(Collected data)
········
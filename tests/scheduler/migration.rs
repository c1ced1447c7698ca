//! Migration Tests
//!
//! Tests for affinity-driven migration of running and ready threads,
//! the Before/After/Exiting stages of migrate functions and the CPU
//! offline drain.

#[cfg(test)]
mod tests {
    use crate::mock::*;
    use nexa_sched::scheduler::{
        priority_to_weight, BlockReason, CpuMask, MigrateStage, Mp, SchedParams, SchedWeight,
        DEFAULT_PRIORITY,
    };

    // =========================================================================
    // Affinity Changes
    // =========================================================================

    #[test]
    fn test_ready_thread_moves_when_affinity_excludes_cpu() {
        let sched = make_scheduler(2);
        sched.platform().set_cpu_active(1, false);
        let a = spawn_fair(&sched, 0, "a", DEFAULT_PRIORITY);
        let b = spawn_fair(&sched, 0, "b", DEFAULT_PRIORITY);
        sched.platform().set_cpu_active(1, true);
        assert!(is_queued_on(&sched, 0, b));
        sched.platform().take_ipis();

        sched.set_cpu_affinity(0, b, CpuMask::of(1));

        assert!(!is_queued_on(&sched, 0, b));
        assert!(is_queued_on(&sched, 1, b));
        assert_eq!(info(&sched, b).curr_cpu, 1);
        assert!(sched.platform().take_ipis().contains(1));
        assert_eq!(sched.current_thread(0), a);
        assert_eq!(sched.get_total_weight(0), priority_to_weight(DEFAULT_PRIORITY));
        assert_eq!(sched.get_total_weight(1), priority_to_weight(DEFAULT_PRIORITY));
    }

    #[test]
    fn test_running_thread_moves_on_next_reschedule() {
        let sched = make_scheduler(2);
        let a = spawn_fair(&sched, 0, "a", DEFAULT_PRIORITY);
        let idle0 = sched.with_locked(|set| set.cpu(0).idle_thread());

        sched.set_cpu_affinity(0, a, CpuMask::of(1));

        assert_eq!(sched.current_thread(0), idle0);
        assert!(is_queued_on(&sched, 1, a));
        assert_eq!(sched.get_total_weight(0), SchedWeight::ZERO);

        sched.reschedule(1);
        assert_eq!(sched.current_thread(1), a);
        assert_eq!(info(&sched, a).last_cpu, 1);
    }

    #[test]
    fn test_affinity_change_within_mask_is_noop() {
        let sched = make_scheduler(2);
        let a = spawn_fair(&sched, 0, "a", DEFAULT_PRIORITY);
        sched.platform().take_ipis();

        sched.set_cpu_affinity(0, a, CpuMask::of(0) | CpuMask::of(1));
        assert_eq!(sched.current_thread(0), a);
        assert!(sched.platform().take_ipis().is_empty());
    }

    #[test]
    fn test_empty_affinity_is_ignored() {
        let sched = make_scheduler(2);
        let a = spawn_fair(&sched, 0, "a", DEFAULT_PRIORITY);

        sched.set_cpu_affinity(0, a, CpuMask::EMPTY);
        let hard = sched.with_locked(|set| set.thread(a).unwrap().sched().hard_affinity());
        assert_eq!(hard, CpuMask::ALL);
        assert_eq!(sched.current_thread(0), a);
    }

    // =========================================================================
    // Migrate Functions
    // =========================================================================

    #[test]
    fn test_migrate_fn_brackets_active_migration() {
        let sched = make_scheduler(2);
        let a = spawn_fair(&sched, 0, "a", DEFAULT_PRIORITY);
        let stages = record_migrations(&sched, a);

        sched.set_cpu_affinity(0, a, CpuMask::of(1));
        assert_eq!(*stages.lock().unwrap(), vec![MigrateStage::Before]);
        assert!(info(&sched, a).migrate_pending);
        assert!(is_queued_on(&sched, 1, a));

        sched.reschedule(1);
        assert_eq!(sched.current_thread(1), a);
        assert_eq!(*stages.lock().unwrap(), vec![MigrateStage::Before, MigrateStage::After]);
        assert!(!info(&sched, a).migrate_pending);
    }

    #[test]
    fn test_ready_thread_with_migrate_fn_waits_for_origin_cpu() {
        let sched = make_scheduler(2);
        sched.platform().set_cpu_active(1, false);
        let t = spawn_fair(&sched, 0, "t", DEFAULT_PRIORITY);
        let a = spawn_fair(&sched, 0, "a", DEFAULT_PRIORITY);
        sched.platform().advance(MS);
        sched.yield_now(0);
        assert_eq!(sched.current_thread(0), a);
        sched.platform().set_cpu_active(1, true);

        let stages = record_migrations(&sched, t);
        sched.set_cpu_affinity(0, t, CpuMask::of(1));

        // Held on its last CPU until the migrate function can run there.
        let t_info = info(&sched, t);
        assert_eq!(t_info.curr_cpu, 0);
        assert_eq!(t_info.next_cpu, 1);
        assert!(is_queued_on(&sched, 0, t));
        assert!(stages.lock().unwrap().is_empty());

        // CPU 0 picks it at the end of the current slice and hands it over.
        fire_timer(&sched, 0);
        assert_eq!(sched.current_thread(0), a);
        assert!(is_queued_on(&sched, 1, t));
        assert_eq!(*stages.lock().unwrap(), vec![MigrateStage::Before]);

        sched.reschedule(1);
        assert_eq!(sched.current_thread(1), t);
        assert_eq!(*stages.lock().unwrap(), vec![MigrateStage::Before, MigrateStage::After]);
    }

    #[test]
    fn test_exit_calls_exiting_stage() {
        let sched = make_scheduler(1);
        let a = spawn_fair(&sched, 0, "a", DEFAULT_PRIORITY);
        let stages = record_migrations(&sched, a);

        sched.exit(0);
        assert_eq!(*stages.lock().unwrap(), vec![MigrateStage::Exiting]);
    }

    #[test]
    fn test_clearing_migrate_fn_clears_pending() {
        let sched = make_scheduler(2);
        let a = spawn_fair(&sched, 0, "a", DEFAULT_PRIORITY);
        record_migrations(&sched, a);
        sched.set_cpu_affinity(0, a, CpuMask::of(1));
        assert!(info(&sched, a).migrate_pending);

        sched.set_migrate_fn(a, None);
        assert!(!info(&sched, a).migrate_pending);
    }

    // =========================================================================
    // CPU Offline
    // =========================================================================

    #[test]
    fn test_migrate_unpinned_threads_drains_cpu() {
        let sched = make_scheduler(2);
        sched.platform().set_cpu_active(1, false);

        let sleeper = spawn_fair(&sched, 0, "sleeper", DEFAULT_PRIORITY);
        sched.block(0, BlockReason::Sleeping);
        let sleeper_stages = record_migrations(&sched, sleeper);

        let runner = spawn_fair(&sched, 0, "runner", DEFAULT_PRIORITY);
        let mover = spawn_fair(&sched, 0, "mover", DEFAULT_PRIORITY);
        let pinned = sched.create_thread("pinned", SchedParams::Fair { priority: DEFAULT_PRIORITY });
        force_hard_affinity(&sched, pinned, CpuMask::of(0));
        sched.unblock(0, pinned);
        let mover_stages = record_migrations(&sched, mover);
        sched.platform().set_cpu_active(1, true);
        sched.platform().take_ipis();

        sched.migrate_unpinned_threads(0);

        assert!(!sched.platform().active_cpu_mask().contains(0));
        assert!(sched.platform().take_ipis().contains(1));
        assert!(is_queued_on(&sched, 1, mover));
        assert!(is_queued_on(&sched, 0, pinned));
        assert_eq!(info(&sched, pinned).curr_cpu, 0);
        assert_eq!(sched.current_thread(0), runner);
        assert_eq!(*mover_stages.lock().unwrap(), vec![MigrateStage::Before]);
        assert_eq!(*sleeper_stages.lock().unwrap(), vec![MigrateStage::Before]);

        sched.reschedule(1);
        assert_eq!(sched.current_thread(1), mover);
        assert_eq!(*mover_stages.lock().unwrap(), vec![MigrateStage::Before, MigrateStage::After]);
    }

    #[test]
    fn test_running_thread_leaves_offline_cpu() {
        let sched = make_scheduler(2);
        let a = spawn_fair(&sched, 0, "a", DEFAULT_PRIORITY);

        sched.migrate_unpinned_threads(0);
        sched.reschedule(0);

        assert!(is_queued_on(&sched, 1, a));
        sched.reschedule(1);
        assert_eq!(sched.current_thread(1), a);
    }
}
········
*Task description*:
Copy each line from the data that features the string "SchedWeight".

*Result of the task*:
        priority_to_weight, BlockReason, CpuMask, MigrateStage, Mp, SchedParams, SchedWeight,
        assert_eq!(sched.get_total_weight(0), SchedWeight::ZERO);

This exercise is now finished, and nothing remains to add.